# please help on the breed of my new rabbit



## tori2014 (Sep 24, 2014)

Hi. 
I have taken on a new rabbit 15 months old i have been told he is a english lop however after some research i feel he is more a french lop? I have never owm either breed before any advice is welcome. He is an indoor rabbit and has free run he is a lovely boy.


----------



## MerlinsMum (Aug 2, 2009)

He's a French Lop! 

This is an English Lop - 









and this is a French Lop, like yours -


----------



## tori2014 (Sep 24, 2014)

Yes i was 99% sure as he has small ears and much square face. Thank you for your reply xx


----------



## Lopside (Mar 20, 2012)

Looks like a frenchie and a nice one at that.
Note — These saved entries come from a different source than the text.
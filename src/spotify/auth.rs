use std::{io, sync::Arc};

use chrono::{DateTime, TimeDelta, Utc};
use thiserror::Error;
use tracing::{debug, warn};
use url::Url;

use crate::{
    config::AuthConfig,
    error::{AuthenticationError, RedirectError, StoreError, TokenError},
    management::CredentialStore,
    server::RedirectServer,
    spotify::token::{SpotifyTokenClient, TokenExchanger},
    types::{Credentials, FlowState, join_scopes},
    utils, warning,
};

/// Access tokens are treated as expired this long before `expires_in` runs out.
const EXPIRY_MARGIN_SECS: i64 = 240;

/// Sends the user to the authorization page.
pub trait BrowserLauncher: Send + Sync {
    fn open(&self, url: &Url) -> io::Result<()>;
}

/// Opens the system's default browser. When none can be launched the URL is
/// printed for manual navigation and the flow keeps waiting.
#[derive(Debug, Default, Clone, Copy)]
pub struct SystemBrowser;

impl BrowserLauncher for SystemBrowser {
    fn open(&self, url: &Url) -> io::Result<()> {
        if webbrowser::open(url.as_str()).is_err() {
            warning!(
                "Failed to open browser. Please navigate to the following URL manually:\n{}",
                url
            );
        }
        Ok(())
    }
}

/// Why the stored credentials could not simply be refreshed.
#[derive(Debug, Error)]
enum RefreshSkipped {
    #[error(transparent)]
    Store(#[from] StoreError),
    #[error("stored credentials have no refresh token")]
    NoRefreshToken,
    #[error(transparent)]
    Token(#[from] TokenError),
}

struct CachedCredentials {
    credentials: Credentials,
    obtained_at: DateTime<Utc>,
}

impl CachedCredentials {
    /// A lifetime past what `DateTime` can represent never expires.
    fn is_expired(&self, now: DateTime<Utc>) -> bool {
        let expires_at = i64::try_from(self.credentials.expires_in)
            .ok()
            .and_then(|secs| TimeDelta::try_seconds(secs - EXPIRY_MARGIN_SECS))
            .and_then(|lifetime| self.obtained_at.checked_add_signed(lifetime));

        match expires_at {
            Some(expires_at) => now >= expires_at,
            None => false,
        }
    }
}

/// Runs the OAuth 2.0 Authorization Code Flow with PKCE.
///
/// [`PkceAuthenticator::get_credentials`] first tries to refresh the stored
/// credentials. Any failure on that path (missing or corrupt file, missing
/// refresh token, rejected refresh, network error) falls through to a full
/// browser authorization:
///
/// 1. A fresh code verifier/challenge pair and CSRF `state` are generated
/// 2. The redirect listener is bound at the redirect URI's address
/// 3. The authorization URL is opened in the browser
/// 4. The listener captures the authorization code from the redirect
/// 5. The code and verifier are exchanged for credentials
///
/// Credentials from either path are persisted before they are returned. Only a
/// failed full authorization surfaces as an error, including failing to save
/// its credentials. A refresh that cannot be saved is logged and still returned.
///
/// Methods take `&mut self`, so one instance never runs two attempts at once.
pub struct PkceAuthenticator {
    config: AuthConfig,
    exchanger: Arc<dyn TokenExchanger>,
    browser: Box<dyn BrowserLauncher>,
    store: CredentialStore,
    cached: Option<CachedCredentials>,
}

impl PkceAuthenticator {
    pub fn new(config: AuthConfig) -> Result<Self, AuthenticationError> {
        let exchanger = SpotifyTokenClient::new(config.token_url.clone())?;
        let store = CredentialStore::new(config.credentials_path.clone());

        Ok(Self {
            config,
            exchanger: Arc::new(exchanger),
            browser: Box::new(SystemBrowser),
            store,
            cached: None,
        })
    }

    pub fn with_exchanger(mut self, exchanger: impl TokenExchanger + 'static) -> Self {
        self.exchanger = Arc::new(exchanger);
        self
    }

    pub fn with_browser(mut self, browser: impl BrowserLauncher + 'static) -> Self {
        self.browser = Box::new(browser);
        self
    }

    pub fn with_store(mut self, store: CredentialStore) -> Self {
        self.store = store;
        self
    }

    pub fn config(&self) -> &AuthConfig {
        &self.config
    }

    pub fn store(&self) -> &CredentialStore {
        &self.store
    }

    /// Credentials obtained by the last successful [`Self::get_credentials`].
    pub fn cached_credentials(&self) -> Option<&Credentials> {
        self.cached.as_ref().map(|c| &c.credentials)
    }

    pub async fn get_credentials(&mut self) -> Result<Credentials, AuthenticationError> {
        let credentials = match self.refresh_stored_credentials().await {
            Ok(credentials) => {
                debug!("refreshed stored credentials");
                // The refreshed token is still good for this process.
                if let Err(e) = self.store.save(&credentials).await {
                    warn!(error = %e, "cannot persist refreshed credentials");
                }
                credentials
            }
            Err(reason) => {
                warn!(%reason, "cannot refresh stored credentials, starting authorization");
                let credentials = self.authorize().await?;
                self.store.save(&credentials).await?;
                credentials
            }
        };

        self.cached = Some(CachedCredentials {
            credentials: credentials.clone(),
            obtained_at: Utc::now(),
        });

        Ok(credentials)
    }

    /// `Bearer <access_token>` for API requests. Served from memory while the
    /// cached token is valid, otherwise runs [`Self::get_credentials`].
    pub async fn get_authorization_header(&mut self) -> Result<String, AuthenticationError> {
        if let Some(cached) = &self.cached {
            if !cached.is_expired(Utc::now()) {
                return Ok(cached.credentials.authorization_header());
            }
        }

        Ok(self.get_credentials().await?.authorization_header())
    }

    /// Authorization page URL for one attempt.
    pub fn authorization_url(&self, code_challenge: &str, state: &str) -> Url {
        let mut url = self.config.authorize_url.clone();
        {
            let mut params = url.query_pairs_mut();
            params.append_pair("client_id", &self.config.client_id);
            params.append_pair("response_type", "code");
            params.append_pair("redirect_uri", self.config.redirect_uri.as_str());
            params.append_pair("code_challenge_method", "S256");
            params.append_pair("code_challenge", code_challenge);
            params.append_pair("state", state);
            if !self.config.scopes.is_empty() {
                params.append_pair("scope", &join_scopes(&self.config.scopes));
            }
        }
        url
    }

    async fn refresh_stored_credentials(&self) -> Result<Credentials, RefreshSkipped> {
        let stored = self.store.load().await?;
        let refresh_token = stored
            .refresh_token()
            .ok_or(RefreshSkipped::NoRefreshToken)?
            .to_string();

        let mut refreshed = self
            .exchanger
            .refresh(&refresh_token, &self.config.client_id)
            .await?;

        // Spotify does not always rotate the refresh token.
        if refreshed.refresh_token().is_none() {
            refreshed.refresh_token = Some(refresh_token);
        }
        if refreshed.scope.is_empty() {
            refreshed.scope = stored.scope;
        }

        Ok(refreshed)
    }

    async fn authorize(&self) -> Result<Credentials, AuthenticationError> {
        let (code_verifier, code_challenge) = utils::generate_code_verifier_and_challenge();

        let server = RedirectServer::bind(
            self.config.redirect_address()?,
            self.config.redirect_path(),
        )
        .await?;

        let mut flow = FlowState {
            state_token: utils::generate_state_token(),
            authorization_code: None,
            server_address: server.local_addr(),
        };

        let url = self.authorization_url(&code_challenge, &flow.state_token);
        debug!(addr = %flow.server_address, "opening authorization page");
        self.browser.open(&url).map_err(AuthenticationError::Browser)?;

        flow.authorization_code = Some(
            server
                .await_code(&flow.state_token, self.config.callback_timeout)
                .await?,
        );

        self.exchange(&flow, &code_verifier).await
    }

    async fn exchange(
        &self,
        flow: &FlowState,
        code_verifier: &str,
    ) -> Result<Credentials, AuthenticationError> {
        let code = flow
            .authorization_code
            .as_deref()
            .ok_or(RedirectError::MalformedRedirect("code"))?;

        let credentials = self
            .exchanger
            .exchange_code_for_token(
                code,
                code_verifier,
                self.config.redirect_uri.as_str(),
                &self.config.client_id,
            )
            .await?;

        Ok(credentials)
    }
}
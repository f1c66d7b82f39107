//! Configuration management for the Spotify PKCE client.
//!
//! This module handles loading configuration values from environment variables
//! and `.env` files and turns them into an [`AuthConfig`] for the
//! authentication flow.
//!
//! The configuration system follows a hierarchical approach:
//! 1. Environment variables (highest priority)
//! 2. `.env` file in the local data directory
//! 3. Application defaults (where applicable)

use std::{
    env,
    net::{SocketAddr, ToSocketAddrs},
    path::PathBuf,
    time::Duration,
};

use url::Url;

use crate::{
    error::ConfigError,
    types::{Scope, parse_scopes},
};

pub const APP_DIR: &str = "spotify-pkce";
pub const DEFAULT_AUTH_URL: &str = "https://accounts.spotify.com/authorize";
pub const DEFAULT_TOKEN_URL: &str = "https://accounts.spotify.com/api/token";
pub const DEFAULT_REDIRECT_URI: &str = "http://127.0.0.1:8080/callback";
pub const DEFAULT_CALLBACK_TIMEOUT: Duration = Duration::from_secs(120);

pub const ENV_CLIENT_ID: &str = "SPOTIFY_API_AUTH_CLIENT_ID";
pub const ENV_REDIRECT_URI: &str = "SPOTIFY_API_REDIRECT_URI";
pub const ENV_SCOPE: &str = "SPOTIFY_API_AUTH_SCOPE";
pub const ENV_AUTH_URL: &str = "SPOTIFY_API_AUTH_URL";
pub const ENV_TOKEN_URL: &str = "SPOTIFY_API_TOKEN_URL";
pub const ENV_CREDENTIALS_PATH: &str = "SPOTIFY_CREDENTIALS_PATH";
pub const ENV_TIMEOUT_SECS: &str = "SPOTIFY_AUTH_TIMEOUT_SECS";

/// Returns the application's directory inside the platform data directory.
///
/// - Linux: `~/.local/share/spotify-pkce`
/// - macOS: `~/Library/Application Support/spotify-pkce`
/// - Windows: `%LOCALAPPDATA%/spotify-pkce`
pub fn app_data_dir() -> PathBuf {
    let mut path = dirs::data_local_dir().unwrap_or_else(|| PathBuf::from("."));
    path.push(APP_DIR);
    path
}

/// Loads environment variables from a `.env` file in the local data directory.
///
/// Creates the application directory if it doesn't exist. A missing `.env`
/// file is not an error, since every value can also come from the process
/// environment.
///
/// # Errors
///
/// This function will return an error if:
/// - The application directory cannot be created
/// - The `.env` file exists but cannot be read or parsed
///
/// # Example
///
/// ```
/// use spotify_pkce::config;
///
/// #[tokio::main]
/// async fn main() {
///     if let Err(e) = config::load_env().await {
///         eprintln!("Configuration error: {}", e);
///     }
/// }
/// ```
pub async fn load_env() -> Result<(), String> {
    let dir = app_data_dir();
    async_fs::create_dir_all(&dir)
        .await
        .map_err(|e| e.to_string())?;

    let path = dir.join(".env");
    if path.is_file() {
        dotenv::from_path(&path).map_err(|e| e.to_string())?;
    }
    Ok(())
}

fn env_var(name: &'static str) -> Option<String> {
    env::var(name).ok().filter(|v| !v.trim().is_empty())
}

fn parse_url(name: &'static str, value: &str) -> Result<Url, ConfigError> {
    Url::parse(value).map_err(|e| ConfigError::Invalid {
        name,
        reason: e.to_string(),
    })
}

fn default_url(value: &str) -> Url {
    Url::parse(value).expect("built-in URL constant is valid")
}

/// Everything the PKCE flow needs to know about the client registration.
#[derive(Debug, Clone)]
pub struct AuthConfig {
    pub client_id: String,
    /// Must match the redirect URI registered with Spotify exactly.
    pub redirect_uri: Url,
    pub authorize_url: Url,
    pub token_url: Url,
    pub scopes: Vec<Scope>,
    pub credentials_path: PathBuf,
    pub callback_timeout: Duration,
}

impl AuthConfig {
    /// Configuration with Spotify's endpoints, the default redirect URI, no
    /// scopes and the default credential file.
    pub fn new(client_id: impl Into<String>) -> Self {
        Self {
            client_id: client_id.into(),
            redirect_uri: default_url(DEFAULT_REDIRECT_URI),
            authorize_url: default_url(DEFAULT_AUTH_URL),
            token_url: default_url(DEFAULT_TOKEN_URL),
            scopes: Vec::new(),
            credentials_path: app_data_dir().join("credentials.json"),
            callback_timeout: DEFAULT_CALLBACK_TIMEOUT,
        }
    }

    /// Builds the configuration from the process environment.
    ///
    /// Only `SPOTIFY_API_AUTH_CLIENT_ID` is required; every other variable
    /// falls back to its default.
    pub fn from_env() -> Result<Self, ConfigError> {
        let client_id = env_var(ENV_CLIENT_ID).ok_or(ConfigError::Missing(ENV_CLIENT_ID))?;
        let mut config = Self::new(client_id);

        if let Some(uri) = env_var(ENV_REDIRECT_URI) {
            config = config.with_redirect_uri(&uri)?;
        }
        if let Some(url) = env_var(ENV_AUTH_URL) {
            config.authorize_url = parse_url(ENV_AUTH_URL, &url)?;
        }
        if let Some(url) = env_var(ENV_TOKEN_URL) {
            config.token_url = parse_url(ENV_TOKEN_URL, &url)?;
        }
        if let Some(scope) = env_var(ENV_SCOPE) {
            config.scopes = parse_scopes(&scope).map_err(|reason| ConfigError::Invalid {
                name: ENV_SCOPE,
                reason,
            })?;
        }
        if let Some(path) = env_var(ENV_CREDENTIALS_PATH) {
            config.credentials_path = PathBuf::from(path);
        }
        if let Some(secs) = env_var(ENV_TIMEOUT_SECS) {
            let secs: u64 = secs.trim().parse().map_err(|_| ConfigError::Invalid {
                name: ENV_TIMEOUT_SECS,
                reason: format!("'{}' is not a number of seconds", secs),
            })?;
            config.callback_timeout = Duration::from_secs(secs);
        }

        Ok(config)
    }

    /// Sets the redirect URI. Only plain `http` URIs are accepted because the
    /// redirect is captured by a local, non-TLS listener.
    pub fn with_redirect_uri(mut self, uri: &str) -> Result<Self, ConfigError> {
        let url = parse_url(ENV_REDIRECT_URI, uri)?;
        if url.scheme() != "http" {
            return Err(ConfigError::Invalid {
                name: ENV_REDIRECT_URI,
                reason: format!("scheme must be http, got {}", url.scheme()),
            });
        }
        if url.host_str().is_none() {
            return Err(ConfigError::Invalid {
                name: ENV_REDIRECT_URI,
                reason: "missing host".to_string(),
            });
        }
        self.redirect_uri = url;
        Ok(self)
    }

    pub fn with_authorize_url(mut self, url: &str) -> Result<Self, ConfigError> {
        self.authorize_url = parse_url(ENV_AUTH_URL, url)?;
        Ok(self)
    }

    pub fn with_token_url(mut self, url: &str) -> Result<Self, ConfigError> {
        self.token_url = parse_url(ENV_TOKEN_URL, url)?;
        Ok(self)
    }

    pub fn with_scopes(mut self, scopes: impl IntoIterator<Item = Scope>) -> Self {
        self.scopes = scopes.into_iter().collect();
        self
    }

    pub fn with_credentials_path(mut self, path: impl Into<PathBuf>) -> Self {
        self.credentials_path = path.into();
        self
    }

    pub fn with_callback_timeout(mut self, timeout: Duration) -> Self {
        self.callback_timeout = timeout;
        self
    }

    /// Socket address the redirect listener binds, derived from the redirect
    /// URI. Hostnames resolving to several addresses prefer IPv4.
    pub fn redirect_address(&self) -> Result<SocketAddr, ConfigError> {
        let invalid = |reason: String| ConfigError::Invalid {
            name: ENV_REDIRECT_URI,
            reason,
        };

        let host = self
            .redirect_uri
            .host_str()
            .ok_or_else(|| invalid("missing host".to_string()))?
            .trim_start_matches('[')
            .trim_end_matches(']');
        let port = self
            .redirect_uri
            .port_or_known_default()
            .ok_or_else(|| invalid("missing port".to_string()))?;

        let addrs: Vec<SocketAddr> = (host, port)
            .to_socket_addrs()
            .map_err(|e| invalid(e.to_string()))?
            .collect();

        addrs
            .iter()
            .find(|a| a.is_ipv4())
            .or_else(|| addrs.first())
            .copied()
            .ok_or_else(|| invalid(format!("{} does not resolve", host)))
    }

    /// Path component of the redirect URI served by the listener.
    pub fn redirect_path(&self) -> &str {
        self.redirect_uri.path()
    }
}
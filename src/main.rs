use clap::{
    CommandFactory, Parser, Subcommand,
    builder::{
        Styles,
        styling::{AnsiColor, Effects},
    },
};
use clap_complete::{Shell, generate};
use tracing_subscriber::EnvFilter;

use spotify_pkce::{cli, config, error};

fn styles() -> Styles {
    Styles::styled()
        .header(AnsiColor::White.on_default() | Effects::BOLD)
        .usage(AnsiColor::White.on_default() | Effects::BOLD)
        .literal(AnsiColor::BrightBlue.on_default())
        .placeholder(AnsiColor::BrightGreen.on_default())
}

#[derive(Parser, Debug, Clone)]
#[clap(
  version = env!("CARGO_PKG_VERSION"),
  name=env!("CARGO_PKG_NAME"),
  bin_name=env!("CARGO_PKG_NAME"),
  author=env!("CARGO_PKG_AUTHORS"),
  about=env!("CARGO_PKG_DESCRIPTION"),
  styles=styles(),
)]
struct Cli {
    #[clap(subcommand)]
    command: Command,
}

#[derive(Subcommand, Debug, Clone)]
pub enum Command {
    /// Authorize with Spotify API
    Auth,

    /// Print a valid Authorization header value
    Header,

    /// Get shell completions
    Completions(CompletionsOption),
}

#[derive(Parser, Debug, Clone)]
pub struct CompletionsOption {
    shell: Shell,
}

fn init_tracing() {
    let filter = EnvFilter::try_from_default_env().unwrap_or_else(|_| EnvFilter::new("warn"));
    tracing_subscriber::fmt()
        .with_env_filter(filter)
        .with_writer(std::io::stderr)
        .init();
}

#[tokio::main]
async fn main() {
    init_tracing();

    if let Err(e) = config::load_env().await {
        error!("Cannot load environment. Err: {}", e);
    }

    let cli = Cli::parse();

    match cli.command {
        Command::Auth => cli::auth().await,
        Command::Header => cli::header().await,
        Command::Completions(opt) => {
            let mut cmd = Cli::command_for_update();
            let name = cmd.get_name().to_string();
            generate(opt.shell, &mut cmd, name, &mut std::io::stdout())
        }
    }
}
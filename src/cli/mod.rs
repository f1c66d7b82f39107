//! # CLI Module
//!
//! User-facing commands of the `spotify-pkce` binary.
//!
//! - [`auth`] - runs the PKCE flow (refresh, or full browser authorization)
//!   and stores the resulting credentials
//! - [`header`] - prints a valid `Authorization` header value, for scripting
//!
//! Fatal problems are reported with the crate's `error!` macro, which exits
//! the process.

mod auth;

use std::error::Error;

pub use auth::{auth, header};

use crate::{config::AuthConfig, error};

fn load_config() -> AuthConfig {
    match AuthConfig::from_env() {
        Ok(config) => config,
        Err(e) => error!("Invalid configuration: {}", e),
    }
}

/// Renders an error and all of its sources on one line.
pub fn error_chain(err: &dyn Error) -> String {
    let mut message = err.to_string();
    let mut source = err.source();
    while let Some(cause) = source {
        message.push_str(": ");
        message.push_str(&cause.to_string());
        source = cause.source();
    }
    message
}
Where did you get him from and which numpty told you he was an English lop lol :rolleyes5:


----------



## tori2014 (Sep 24, 2014)

The girl i had him from. He is lovely although hates his back feet being touched so off to the vets for a nail trim next week bit worried how he will deal with it as he has one hell of a kick..any advice about his breed would be much appreciated x


----------



## emzybabe (Jun 30, 2009)

He's lovely!!

No breed specific advice, but I hope you don't mind me mentioning the 2 most important things, diet-hay and more hay, companionship-with their own kind.


----------



## tori2014 (Sep 24, 2014)

I dnt mind at all he has loads of hay and is kept fresh and clean timothy hay. With water changed every day, he has one small handfull if pellets aswell along with veggies. He hasnt been with another rabbit since he left his breeder and he seems ok he has free run of house ans we are here 99% of the day and he comes and sits with us an lays out in evening. Any other helpful advice appreciated x

Picture is him tonight


----------



## Lopside (Mar 20, 2012)

No advice really. ..except wear long sleeves when you pick him up...and only do so when you're feeling brave lol. I have found them to be the loveliest of breeds. Big bears. I have a cuddly one who doesn't mind being handled....a wimpy one who goes into the most horrendous panic if you pick him up, but he's also very greedy lol...and a grumpy sod who I love to bits...he has no morals and will give you a nip and laugh
It's a breed I think I'll always have at least one of!:001_wub:


----------